Top of Input material

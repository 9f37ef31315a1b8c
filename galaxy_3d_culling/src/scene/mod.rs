//! Scene module
//!
//! Spatial indexing (BVH) and culling strategies over scene elements.

mod bvh;
mod scene_index;
mod culler;

pub use bvh::{BoundingVolumeHierarchy, Bvh, BvhNode, ROOT};
pub use scene_index::SceneIndex;
pub use culler::{CameraCuller, BruteForceCuller, FrustumCuller, SceneElement};
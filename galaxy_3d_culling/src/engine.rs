/// Galaxy3D Engine - global logging state for the culling crate
///
/// Geometry, BVH and culling types are plain values owned by the caller.
/// The only process-wide state is the logger and its severity threshold,
/// kept here behind `OnceLock` + `RwLock`.

use std::sync::{OnceLock, RwLock};
use std::time::SystemTime;
use crate::log::{Logger, LogEntry, LogSeverity, DefaultLogger};

// ===== INTERNAL STATE =====

/// Global logger (initialized with DefaultLogger)
static LOGGER: OnceLock<RwLock<Box<dyn Logger>>> = OnceLock::new();

/// Entries below this severity are discarded before reaching the logger
static MIN_SEVERITY: OnceLock<RwLock<LogSeverity>> = OnceLock::new();

/// Threshold used until `set_min_severity` is called
pub const DEFAULT_MIN_SEVERITY: LogSeverity = LogSeverity::Info;

fn logger_lock() -> &'static RwLock<Box<dyn Logger>> {
    LOGGER.get_or_init(|| RwLock::new(Box::new(DefaultLogger)))
}

fn min_severity_lock() -> &'static RwLock<LogSeverity> {
    MIN_SEVERITY.get_or_init(|| RwLock::new(DEFAULT_MIN_SEVERITY))
}

// ===== PUBLIC API =====

/// Access point for the crate's logging configuration.
///
/// # Example
///
/// ```no_run
/// use galaxy_3d_culling::galaxy3d::{Engine, log::LogSeverity};
///
/// Engine::set_min_severity(LogSeverity::Trace);
/// Engine::log(LogSeverity::Debug, "app", "culling enabled".to_string());
/// Engine::reset_logger();
/// ```
pub struct Engine;

impl Engine {
    /// Replace the logger with a custom implementation
    pub fn set_logger<L: Logger + 'static>(logger: L) {
        if let Ok(mut lock) = logger_lock().write() {
            *lock = Box::new(logger);
        }
    }

    /// Restore `DefaultLogger` and the default severity threshold
    pub fn reset_logger() {
        if let Ok(mut lock) = logger_lock().write() {
            *lock = Box::new(DefaultLogger);
        }
        Self::set_min_severity(DEFAULT_MIN_SEVERITY);
    }

    /// Discard entries less severe than `severity`
    pub fn set_min_severity(severity: LogSeverity) {
        if let Ok(mut lock) = min_severity_lock().write() {
            *lock = severity;
        }
    }

    /// Current severity threshold
    pub fn min_severity() -> LogSeverity {
        min_severity_lock()
            .read()
            .map(|lock| *lock)
            .unwrap_or(DEFAULT_MIN_SEVERITY)
    }

    /// Whether an entry of this severity would reach the logger.
    ///
    /// Hot paths (per-node BVH tracing) check this before formatting.
    pub fn is_enabled(severity: LogSeverity) -> bool {
        severity >= Self::min_severity()
    }

    /// Log without file:line (used by engine_trace! .. engine_warn!)
    pub fn log(severity: LogSeverity, source: &str, message: String) {
        Self::dispatch(severity, source, message, None, None);
    }

    /// Log with file:line (used by engine_error!)
    pub fn log_detailed(
        severity: LogSeverity,
        source: &str,
        message: String,
        file: &'static str,
        line: u32,
    ) {
        Self::dispatch(severity, source, message, Some(file), Some(line));
    }

    fn dispatch(
        severity: LogSeverity,
        source: &str,
        message: String,
        file: Option<&'static str>,
        line: Option<u32>,
    ) {
        if !Self::is_enabled(severity) {
            return;
        }
        if let Ok(lock) = logger_lock().read() {
            lock.log(&LogEntry {
                severity,
                timestamp: SystemTime::now(),
                source: source.to_string(),
                message,
                file,
                line,
            });
        }
    }
}

#[cfg(test)]
#[path = "engine_tests.rs"]
mod tests;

Bottom of Input material

- Requirement -
The full set of entries should appear again, unchanged, line by line.

- Reply to the exercise -
repository 9f37ef31315a1b8c
filename galaxy_3d_culling/src/scene/mod.rs
//! Scene module
//!
//! Spatial indexing (BVH) and culling strategies over scene elements.

mod bvh;
mod scene_index;
mod culler;

pub use bvh::{BoundingVolumeHierarchy, Bvh, BvhNode, ROOT};
pub use scene_index::SceneIndex;
pub use culler::{CameraCuller, BruteForceCuller, FrustumCuller, SceneElement};
filename galaxy_3d_culling/src/engine.rs
/// Galaxy3D Engine - global logging state for the culling crate
///
/// Geometry, BVH and culling types are plain values owned by the caller.
/// The only process-wide state is the logger and its severity threshold,
/// kept here behind `OnceLock` + `RwLock`.

use std::sync::{OnceLock, RwLock};
use std::time::SystemTime;
use crate::log::{Logger, LogEntry, LogSeverity, DefaultLogger};

// ===== INTERNAL STATE =====

/// Global logger (initialized with DefaultLogger)
static LOGGER: OnceLock<RwLock<Box<dyn Logger>>> = OnceLock::new();

/// Entries below this severity are discarded before reaching the logger
static MIN_SEVERITY: OnceLock<RwLock<LogSeverity>> = OnceLock::new();

/// Threshold used until `set_min_severity` is called
pub const DEFAULT_MIN_SEVERITY: LogSeverity = LogSeverity::Info;

fn logger_lock() -> &'static RwLock<Box<dyn Logger>> {
    LOGGER.get_or_init(|| RwLock::new(Box::new(DefaultLogger)))
}

fn min_severity_lock() -> &'static RwLock<LogSeverity> {
    MIN_SEVERITY.get_or_init(|| RwLock::new(DEFAULT_MIN_SEVERITY))
}

// ===== PUBLIC API =====

/// Access point for the crate's logging configuration.
///
/// # Example
///
/// ```no_run
/// use galaxy_3d_culling::galaxy3d::{Engine, log::LogSeverity};
///
/// Engine::set_min_severity(LogSeverity::Trace);
/// Engine::log(LogSeverity::Debug, "app", "culling enabled".to_string());
/// Engine::reset_logger();
/// ```
pub struct Engine;

impl Engine {
    /// Replace the logger with a custom implementation
    pub fn set_logger<L: Logger + 'static>(logger: L) {
        if let Ok(mut lock) = logger_lock().write() {
            *lock = Box::new(logger);
        }
    }

    /// Restore `DefaultLogger` and the default severity threshold
    pub fn reset_logger() {
        if let Ok(mut lock) = logger_lock().write() {
            *lock = Box::new(DefaultLogger);
        }
        Self::set_min_severity(DEFAULT_MIN_SEVERITY);
    }

    /// Discard entries less severe than `severity`
    pub fn set_min_severity(severity: LogSeverity) {
        if let Ok(mut lock) = min_severity_lock().write() {
            *lock = severity;
        }
    }

    /// Current severity threshold
    pub fn min_severity() -> LogSeverity {
        min_severity_lock()
            .read()
            .map(|lock| *lock)
            .unwrap_or(DEFAULT_MIN_SEVERITY)
    }

    /// Whether an entry of this severity would reach the logger.
    ///
    /// Hot paths (per-node BVH tracing) check this before formatting.
    pub fn is_enabled(severity: LogSeverity) -> bool {
        severity >= Self::min_severity()
    }

    /// Log without file:line (used by engine_trace! .. engine_warn!)
    pub fn log(severity: LogSeverity, source: &str, message: String) {
        Self::dispatch(severity, source, message, None, None);
    }

    /// Log with file:line (used by engine_error!)
    pub fn log_detailed(
        severity: LogSeverity,
        source: &str,
        message: String,
        file: &'static str,
        line: u32,
    ) {
        Self::dispatch(severity, source, message, Some(file), Some(line));
    }

    fn dispatch(
        severity: LogSeverity,
        source: &str,
        message: String,
        file: Option<&'static str>,
        line: Option<u32>,
    ) {
        if !Self::is_enabled(severity) {
            return;
        }
        if let Ok(lock) = logger_lock().read() {
            lock.log(&LogEntry {
                severity,
                timestamp: SystemTime::now(),
                source: source.to_string(),
                message,
                file,
                line,
            });
        }
    }
}

#[cfg(test)]
#[path = "engine_tests.rs"]
mod tests;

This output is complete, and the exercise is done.